At those words, crime be damned, my intestines returned to where they belonged. My back straightened. I felt my head cock to the side, and my jaw hung open as I disbelievingly took in what she said because that—erasing what had just occurred from existence—was not on the expected roster for me.

“Didn’t happen?” I repeated slowly.

“It’s forgotten, okay?” she insisted. “Us making out? Rug. Swept under it.”

“Oh, it’s forgotten already?” I asked sardonically, feeling as though a rug had been pulled out from under me rather than having memories hidden beneath it. “That was quick.”

“You know what I mean,” she whined, moving away from me and then turning on her heel to spin right back around. She rushed out, “I just got…carried away. I am not explaining what just happened to Liam.”

“Cassie.”

“If he gets weird about it, this could fuck the whole group dynamic up—”

“Cassie.”

“Oh my God, you dated Zoey!” she exclaimed in a whisper. “What the fuck was I—”

“Cassie, hold up,” my voice turned deep, and her relentless pacing stopped. Once I was certain that I had her attention, I continued, “I wasn’t gonna act on anything because of all of that shit, but when you point blank ask me about my feelings and then kiss the life out of me…” I paused and shook my head. “That shit feels damn near irrelevant to me after that, and now you want to forget it?” My tone rounded the corner from annoyed to frustrated, and her eyes widened as I asked, “You think that’s possible?”

A car door shut from beyond Cassie’s front door—Liam’s car door, no doubt—and her head whipped from the entrance back to me. I eyed my glasses that she must have placed on the table in the midst of everything, and I placed them on my face.

Her shoulders sagged as she exhaled softly. “James.”

I stood, and she watched me as I walked to her. I stopped once I knew that she could hear my hushed voice.

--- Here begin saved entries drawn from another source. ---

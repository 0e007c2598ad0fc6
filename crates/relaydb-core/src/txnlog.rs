//! Per-node `transactions_log` access.
//!
//! Every participant persists a row at prepare and again at commit/abort;
//! the rows double as the recovery journal for in-doubt transactions. The
//! log lives in the backend itself, written through the same session
//! interface as client statements:
//!
//! `transactions_log(id, transaction_id, query_type, query_text, status,
//! node_id, created_at)`
//!
//! `id` is auto-assigned by the backend with stride = cluster size and
//! offset = node id, so rows created on different replicas never collide.

use tracing::warn;

use crate::backend::pool::BackendPool;
use crate::backend::{Backend, BackendSession};
use crate::error::Result;
use crate::statement::quote;

pub const TXN_LOG_TABLE: &str = "transactions_log";

/// Terminal and in-flight statuses recorded in the log.
#[derive(Debug, Clone, Copy, PartialEq, Eq)]
pub enum TxnLogStatus {
    Preparing,
    Committed,
    Aborted,
}

impl TxnLogStatus {
    pub fn as_str(self) -> &'static str {
        match self {
            TxnLogStatus::Preparing => "PREPARING",
            TxnLogStatus::Committed => "COMMITTED",
            TxnLogStatus::Aborted => "ABORTED",
        }
    }

    pub fn parse(s: &str) -> Option<Self> {
        match s {
            "PREPARING" => Some(TxnLogStatus::Preparing),
            "COMMITTED" => Some(TxnLogStatus::Committed),
            "ABORTED" => Some(TxnLogStatus::Aborted),
            _ => None,
        }
    }
}

/// A transaction whose last logged status is still PREPARING.
#[derive(Debug, Clone)]
pub struct UnresolvedTxn {
    pub txn_id: String,
    pub query_type: String,
    pub query_text: String,
}

/// Writer/reader for this node's transactions_log.
pub struct TxnLogStore<B: Backend> {
    pool: BackendPool<B>,
    node_id: u32,
}

impl<B: Backend> Clone for TxnLogStore<B> {
    fn clone(&self) -> Self {
        TxnLogStore {
            pool: self.pool.clone(),
            node_id: self.node_id,
        }
    }
}

impl<B: Backend> TxnLogStore<B> {
    pub fn new(pool: BackendPool<B>, node_id: u32) -> Self {
        TxnLogStore { pool, node_id }
    }

    /// Append one log row. Log failures are reported but never escalate:
    /// losing a journal row must not fail the transaction it describes.
    pub async fn record(
        &self,
        txn_id: &str,
        query_type: &str,
        query_text: &str,
        status: TxnLogStatus,
    ) {
        if let Err(e) = self.try_record(txn_id, query_type, query_text, status).await {
            warn!("failed to log {} for {txn_id}: {e}", status.as_str());
        }
    }

    async fn try_record(
        &self,
        txn_id: &str,
        query_type: &str,
        query_text: &str,
        status: TxnLogStatus,
    ) -> Result<()> {
        let sql = format!(
            "INSERT INTO {TXN_LOG_TABLE} (transaction_id, query_type, query_text, status, node_id, created_at) VALUES ({}, {}, {}, {}, {}, {})",
            quote(txn_id),
            quote(query_type),
            quote(query_text),
            quote(status.as_str()),
            quote(&self.node_id.to_string()),
            quote(&current_time_ms().to_string()),
        );
        let mut session = self.pool.acquire().await?;
        session.execute(&sql)?;
        session.commit()?;
        Ok(())
    }

    /// Transactions whose most recent row on this node is PREPARING.
    pub async fn unresolved(&self) -> Result<Vec<UnresolvedTxn>> {
        let sql = format!(
            "SELECT transaction_id, query_type, query_text, status FROM {TXN_LOG_TABLE} WHERE node_id={}",
            quote(&self.node_id.to_string()),
        );
        let mut session = self.pool.acquire().await?;
        let rows = session.query(&sql)?;

        // Rows are in insertion order; the last row per txn wins.
        let mut latest: Vec<(String, UnresolvedTxn, TxnLogStatus)> = Vec::new();
        for row in rows {
            let [txn_id, query_type, query_text, status] = match row.as_slice() {
                [a, b, c, d] => [a.clone(), b.clone(), c.clone(), d.clone()],
                _ => continue,
            };
            let Some(status) = TxnLogStatus::parse(&status) else {
                continue;
            };
            let entry = (
                txn_id.clone(),
                UnresolvedTxn {
                    txn_id,
                    query_type,
                    query_text,
                },
                status,
            );
            if let Some(existing) = latest.iter_mut().find(|(id, _, _)| *id == entry.0) {
                *existing = entry;
            } else {
                latest.push(entry);
            }
        }
        Ok(latest
            .into_iter()
            .filter(|(_, _, status)| *status == TxnLogStatus::Preparing)
            .map(|(_, txn, _)| txn)
            .collect())
    }

    /// Most recent logged status for a transaction on this node.
    pub async fn status_of(&self, txn_id: &str) -> Result<Option<TxnLogStatus>> {
        let sql = format!(
            "SELECT status FROM {TXN_LOG_TABLE} WHERE transaction_id={}",
            quote(txn_id),
        );
        let mut session = self.pool.acquire().await?;
        let rows = session.query(&sql)?;
        Ok(rows
            .last()
            .and_then(|row| row.first())
            .and_then(|s| TxnLogStatus::parse(s)))
    }
}

pub fn current_time_ms() -> u64 {
    std::time::SystemTime::now()
        .duration_since(std::time::UNIX_EPOCH)
        .unwrap_or_default()
        .as_millis() as u64
}

#[cfg(test)]
mod tests {
    use super::*;
    use crate::backend::memory::MemoryBackend;
    use crate::backend::pool::PoolConfig;

    fn store() -> TxnLogStore<MemoryBackend> {
        let pool = BackendPool::new(MemoryBackend::new(3, 1), PoolConfig::default());
        TxnLogStore::new(pool, 1)
    }

    #[tokio::test]
    async fn test_record_and_status() {
        let log = store();
        log.record("TXN-1-a", "INSERT", "INSERT INTO t (a) VALUES ('x')", TxnLogStatus::Preparing)
            .await;
        assert_eq!(
            log.status_of("TXN-1-a").await.unwrap(),
            Some(TxnLogStatus::Preparing)
        );
        log.record("TXN-1-a", "INSERT", "INSERT INTO t (a) VALUES ('x')", TxnLogStatus::Committed)
            .await;
        assert_eq!(
            log.status_of("TXN-1-a").await.unwrap(),
            Some(TxnLogStatus::Committed)
        );
        assert_eq!(log.status_of("TXN-2-b").await.unwrap(), None);
    }

    #[tokio::test]
    async fn test_unresolved_reports_only_last_preparing() {
        let log = store();
        log.record("TXN-1-a", "INSERT", "stmt a", TxnLogStatus::Preparing)
            .await;
        log.record("TXN-1-a", "INSERT", "stmt a", TxnLogStatus::Committed)
            .await;
        log.record("TXN-2-b", "UPDATE", "stmt b", TxnLogStatus::Preparing)
            .await;

        let unresolved = log.unresolved().await.unwrap();
        assert_eq!(unresolved.len(), 1);
        assert_eq!(unresolved[0].txn_id, "TXN-2-b");
        assert_eq!(unresolved[0].query_text, "stmt b");
    }

    #[tokio::test]
    async fn test_statement_text_with_quotes_round_trips() {
        let log = store();
        let stmt = "INSERT INTO users (name) VALUES ('o''brien')";
        log.record("TXN-3-c", "INSERT", stmt, TxnLogStatus::Preparing)
            .await;
        let unresolved = log.unresolved().await.unwrap();
        assert_eq!(unresolved[0].query_text, stmt);
    }
}
//! Interactive client for the relaydb cluster.
//!
//! Speaks the framed client protocol: one CLIENT_REQUEST per statement,
//! one CLIENT_REPLY back on the same connection. Supports a one-shot
//! `--query` mode and a rustyline shell with history.

use std::io::{self, Write};
use std::process::ExitCode;

use clap::Parser;
use rustyline::error::ReadlineError;
use rustyline::DefaultEditor;
use tokio::net::TcpStream;

use relaydb_cluster::frame::{read_frame, write_frame};
use relaydb_cluster::message::{ClientRequestPayload, CLIENT_SENDER};
use relaydb_cluster::{generate_txn_id, ClientReply, Envelope, MessageKind};

#[derive(Parser, Debug)]
#[command(name = "relaydb")]
#[command(about = "relaydb client")]
struct Cli {
    /// Node to connect to.
    #[arg(long, default_value = "127.0.0.1")]
    host: String,

    #[arg(long, default_value_t = 7001)]
    port: u16,

    /// Run a single statement and exit.
    #[arg(long)]
    query: Option<String>,

    /// Print raw JSON replies instead of formatted output.
    #[arg(long, default_value_t = false)]
    json: bool,
}

#[tokio::main]
async fn main() -> ExitCode {
    let cli = Cli::parse();
    let addr = format!("{}:{}", cli.host, cli.port);

    if let Some(query) = &cli.query {
        return match send_statement(&addr, query).await {
            Ok(reply) => {
                print_reply(&reply, cli.json);
                if reply.ok {
                    ExitCode::SUCCESS
                } else {
                    ExitCode::FAILURE
                }
            }
            Err(e) => {
                eprintln!("error: {e}");
                ExitCode::FAILURE
            }
        };
    }

    run_shell(&addr, cli.json).await
}

async fn run_shell(addr: &str, json: bool) -> ExitCode {
    println!("relaydb shell — connected to {addr}");
    println!("type a SQL statement per line; 'exit' to quit");

    let mut editor = match DefaultEditor::new() {
        Ok(editor) => editor,
        Err(e) => {
            eprintln!("failed to start shell: {e}");
            return ExitCode::FAILURE;
        }
    };

    loop {
        match editor.readline("relaydb> ") {
            Ok(line) => {
                let line = line.trim().to_string();
                if line.is_empty() {
                    continue;
                }
                if line.eq_ignore_ascii_case("exit") || line.eq_ignore_ascii_case("quit") {
                    break;
                }
                let _ = editor.add_history_entry(&line);
                match send_statement(addr, &line).await {
                    Ok(reply) => print_reply(&reply, json),
                    Err(e) => eprintln!("error: {e}"),
                }
            }
            Err(ReadlineError::Interrupted) | Err(ReadlineError::Eof) => break,
            Err(e) => {
                eprintln!("readline error: {e}");
                break;
            }
        }
    }
    ExitCode::SUCCESS
}

async fn send_statement(addr: &str, stmt: &str) -> Result<ClientReply, String> {
    let mut stream = TcpStream::connect(addr)
        .await
        .map_err(|e| format!("connect {addr}: {e}"))?;

    let payload = ClientRequestPayload {
        txn_id: generate_txn_id(),
        statement: stmt.to_string(),
    };
    let envelope = Envelope::new(CLIENT_SENDER, MessageKind::ClientRequest, &payload)
        .map_err(|e| e.to_string())?;
    write_frame(&mut stream, &envelope)
        .await
        .map_err(|e| e.to_string())?;

    let reply = read_frame(&mut stream)
        .await
        .map_err(|e| e.to_string())?
        .ok_or_else(|| "connection closed without a reply".to_string())?;
    if !reply.verify() {
        return Err("reply failed checksum verification".to_string());
    }
    reply.decode::<ClientReply>().map_err(|e| e.to_string())
}

fn print_reply(reply: &ClientReply, json: bool) {
    if json {
        match serde_json::to_string_pretty(reply) {
            Ok(raw) => println!("{raw}"),
            Err(e) => eprintln!("error: {e}"),
        }
        return;
    }

    if !reply.ok {
        if let Some(error) = &reply.error {
            println!("✗ {} — {} (txn {})", error.code, error.message, reply.txn_id);
        } else {
            println!("✗ failed (txn {})", reply.txn_id);
        }
        return;
    }

    match (&reply.rows, reply.affected_rows) {
        (Some(rows), _) => {
            for row in rows {
                println!("{}", row.join(" | "));
            }
            println!("({} row(s), node {}, txn {})", rows.len(), reply.node_id, reply.txn_id);
        }
        (None, Some(affected)) => {
            println!("ok — {affected} row(s) affected (node {}, txn {})", reply.node_id, reply.txn_id);
        }
        (None, None) => println!("ok (node {}, txn {})", reply.node_id, reply.txn_id),
    }
    let _ = io::stdout().flush();
}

“Didn’t happen,” I repeated her words back, though mine held a sharp edge to them. “It’s forgotten.”

The front door began to creak open, and Liam’s heavy steps thudded on the tile. I reached around Cassie to grab my paper plate behind her and took a large bite of my pizza as I strolled to the other side of the kitchen. I leaned against the counter next to the sink, chewing slowly.

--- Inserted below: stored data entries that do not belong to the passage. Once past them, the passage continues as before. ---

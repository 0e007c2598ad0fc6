use thiserror::Error;

/// Errors raised at the backend seam.
#[derive(Debug, Error)]
pub enum CoreError {
    #[error("backend error: {0}")]
    Backend(String),
    #[error("no backend session available within {0} ms")]
    PoolTimeout(u64),
    #[error("unrecognized statement: {0}")]
    BadStatement(String),
    #[error("config error: {0}")]
    Config(String),
    #[error("io error: {0}")]
    Io(#[from] std::io::Error),
    #[error("serde json error: {0}")]
    SerdeJson(#[from] serde_json::Error),
}

pub type Result<T> = std::result::Result<T, CoreError>;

Liam spoke in an upbeat tone, “Cas! How’d you get that bench up? I texted you, but you must not have gotten it…you got company or wha—” He froze at the sight of us, eyebrows raised into his blonde fringe. “Oh…I, uh, thought I knew that car out front.” His dark eyes were speculative as he asked me lightheartedly, “What are you doin’ here?”

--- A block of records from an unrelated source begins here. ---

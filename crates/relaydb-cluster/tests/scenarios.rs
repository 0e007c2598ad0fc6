//! Steady-state end-to-end scenarios: replicated writes, read
//! load-balancing, abort on constraint violation, and frame corruption.

mod common;

use std::time::Duration;

use tokio::io::AsyncWriteExt;
use tokio::net::TcpStream;

use common::{await_coordinator, rows, seed, spawn_cluster, wait_for};
use relaydb_cluster::config::ReadStrategy;
use relaydb_cluster::frame::{read_frame, write_frame};
use relaydb_cluster::message::{ClientRequestPayload, PreparePayload, CLIENT_SENDER};
use relaydb_cluster::{ClientReply, Envelope, ErrorCode, MessageKind};

#[tokio::test(flavor = "multi_thread", worker_threads = 4)]
async fn write_via_follower_is_visible_on_every_replica() {
    let cluster = spawn_cluster(3, ReadStrategy::RoundRobin, |_, _| {}).await;
    assert!(await_coordinator(&cluster, &[1, 2, 3], 3).await);

    // client hits node 1; the write is forwarded to coordinator 3
    let reply = cluster
        .node(1)
        .execute("INSERT INTO users (name, email) VALUES ('X', 'x@e')")
        .await;
    assert!(reply.ok, "write failed: {:?}", reply.error);
    assert_eq!(reply.affected_rows, Some(1));

    let cluster_ref = &cluster;
    let all_visible = wait_for(
        move || async move {
            (1..=3).all(|id| {
                rows(
                    cluster_ref.backend(id),
                    "SELECT email FROM users WHERE name='X'",
                ) == vec![vec!["x@e".to_string()]]
            })
        },
        Duration::from_secs(3),
    )
    .await;
    assert!(all_visible, "committed row missing on some replica");

    // every participant journaled COMMITTED for this txn
    for id in 1..=3 {
        let sql = format!(
            "SELECT status FROM transactions_log WHERE transaction_id='{}'",
            reply.txn_id
        );
        let statuses = rows(cluster.backend(id), &sql);
        assert_eq!(
            statuses.last(),
            Some(&vec!["COMMITTED".to_string()]),
            "node {id} journal: {statuses:?}"
        );
    }
}

#[tokio::test(flavor = "multi_thread", worker_threads = 4)]
async fn unique_conflict_aborts_on_every_node() {
    let cluster = spawn_cluster(3, ReadStrategy::RoundRobin, |_, backend| {
        backend.add_unique("users", "email");
        seed(
            backend,
            "INSERT INTO users (name, email) VALUES ('alice', 'alice@example.com')",
        );
    })
    .await;
    assert!(await_coordinator(&cluster, &[1, 2, 3], 3).await);

    let reply = cluster
        .node(1)
        .execute("INSERT INTO users (name, email) VALUES ('Y', 'alice@example.com')")
        .await;
    assert!(!reply.ok);
    assert_eq!(
        reply.error.as_ref().map(|e| e.code),
        Some(ErrorCode::Aborted)
    );

    // the row must not exist anywhere
    for id in 1..=3 {
        assert!(rows(cluster.backend(id), "SELECT name FROM users WHERE name='Y'").is_empty());
    }

    // every node journals ABORTED for the same txn id
    let txn_id = reply.txn_id.clone();
    let cluster_ref = &cluster;
    let journaled = wait_for(
        move || {
            let txn_id = txn_id.clone();
            async move {
                (1..=3).all(|id| {
                    let sql = format!(
                        "SELECT status FROM transactions_log WHERE transaction_id='{txn_id}'"
                    );
                    rows(cluster_ref.backend(id), &sql)
                        .last()
                        .map(|row| row == &vec!["ABORTED".to_string()])
                        .unwrap_or(false)
                })
            }
        },
        Duration::from_secs(3),
    )
    .await;
    assert!(journaled, "ABORTED journal row missing on some node");
}

#[tokio::test(flavor = "multi_thread", worker_threads = 4)]
async fn round_robin_spreads_reads_evenly() {
    let cluster = spawn_cluster(3, ReadStrategy::RoundRobin, |_, backend| {
        seed(backend, "INSERT INTO users (name) VALUES ('seed')");
    })
    .await;
    assert!(await_coordinator(&cluster, &[1, 2, 3], 3).await);

    // startup recovery scans contribute to the counters; diff from here
    let baseline: Vec<u64> = (1..=3).map(|id| cluster.backend(id).query_count()).collect();

    for _ in 0..9 {
        let reply = cluster.node(3).execute("SELECT name FROM users").await;
        assert!(reply.ok, "read failed: {:?}", reply.error);
        assert_eq!(reply.rows.as_ref().map(|r| r.len()), Some(1));
    }

    for id in 1..=3u32 {
        let served = cluster.backend(id).query_count() - baseline[(id - 1) as usize];
        assert_eq!(served, 3, "node {id} served {served} reads");
    }
}

#[tokio::test(flavor = "multi_thread", worker_threads = 4)]
async fn unknown_statement_is_rejected_without_a_txn() {
    let cluster = spawn_cluster(2, ReadStrategy::RoundRobin, |_, _| {}).await;
    assert!(await_coordinator(&cluster, &[1, 2], 2).await);

    let reply = cluster.node(1).execute("GRANT ALL ON users TO bob").await;
    assert!(!reply.ok);
    assert_eq!(
        reply.error.as_ref().map(|e| e.code),
        Some(ErrorCode::BadStatement)
    );
    assert_eq!(cluster.node(2).in_flight_writes(), 0);
}

#[tokio::test(flavor = "multi_thread", worker_threads = 4)]
async fn corrupted_frame_is_dropped_silently() {
    let cluster = spawn_cluster(2, ReadStrategy::RoundRobin, |_, backend| {
        seed(backend, "INSERT INTO users (name) VALUES ('seed')");
    })
    .await;
    assert!(await_coordinator(&cluster, &[1, 2], 2).await);

    // hand-corrupt a PREPARE payload after the checksum was computed
    let envelope = Envelope::new(
        2,
        MessageKind::Prepare,
        &PreparePayload {
            txn_id: "TXN-1-corrupt".to_string(),
            statement: "INSERT INTO users (name) VALUES ('evil')".to_string(),
        },
    )
    .unwrap();
    let mut body = serde_json::to_vec(&envelope).unwrap();
    let idx = body
        .windows(6)
        .position(|w| w == b"'evil'")
        .expect("literal present");
    body[idx + 1] = b'E';

    let mut stream = TcpStream::connect(cluster.addr(1)).await.unwrap();
    stream
        .write_all(&(body.len() as u32).to_be_bytes())
        .await
        .unwrap();
    stream.write_all(&body).await.unwrap();

    // no VOTE, no error reply — the frame just disappears
    let silent = tokio::time::timeout(Duration::from_millis(500), read_frame(&mut stream)).await;
    assert!(silent.is_err(), "corrupted frame must not be acknowledged");

    // the node is still healthy and never prepared the transaction
    assert!(!cluster.node(1).participant().has_prepared("TXN-1-corrupt"));
    let mut clean = TcpStream::connect(cluster.addr(1)).await.unwrap();
    let request = Envelope::new(
        CLIENT_SENDER,
        MessageKind::ClientRequest,
        &ClientRequestPayload {
            txn_id: "TXN-1-clean".to_string(),
            statement: "SELECT name FROM users".to_string(),
        },
    )
    .unwrap();
    write_frame(&mut clean, &request).await.unwrap();
    let reply = read_frame(&mut clean).await.unwrap().expect("reply frame");
    assert!(reply.verify());
    let reply: ClientReply = reply.decode().unwrap();
    assert!(reply.ok);
}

Pulling Cassie onto my lap.

Sucking on her lower lip.

Licking the pulse point on her neck.

I covered my mouth as I finished chewing and swallowed my food. “Bench.”

“Aw, Cas.” He redirected his attention to his sister, and I bent down to open the cabinet beneath the sink, throwing away my plate along with the remainder of my pizza in the small trash can there. Liam told her, “I could’ve helped—that’s why I stopped by after class. I was gonna see where you wanted it, I,” he paused, glancing at me. “Thanks, man.”

“It’s all good; I was paid in pizza.”

And the taste of your little sister’s tongue that she requested to be redacted from my memory.

Liam smiled in the same lopsided way that Cassie occasionally does. “How hard was it to hang?”

An anxious lump formed in my throat, and I shrugged, lying, “Quick work. You just caught me on my way out, actually.” Without looking her way, I threw Cassie a casual wave. “Later, Cas.”

I felt her eyes boring into my back as I headed for the door, Liam gave me an appreciative quick pat on the shoulder as I sidled past him that carried an all-too-heavy guilty weight, and I was gone.

Chapter 8

The night just…passed. I drove home in silence. I went straight to bed. I dozed off in a state of teenage-like angst, but the dreams that I sank into stripped me of the feeling completely. The blur of darkness had the occasional glimpse of light, but it still pulled me into the gloom as I slept. Images played before me like an old Hollywood reel, one short clip following the next:

Zoey, shaking from sheer shock, cradled in Liam’s lap as he sat on the grass, mere feet away from a corpse with a mangled skull.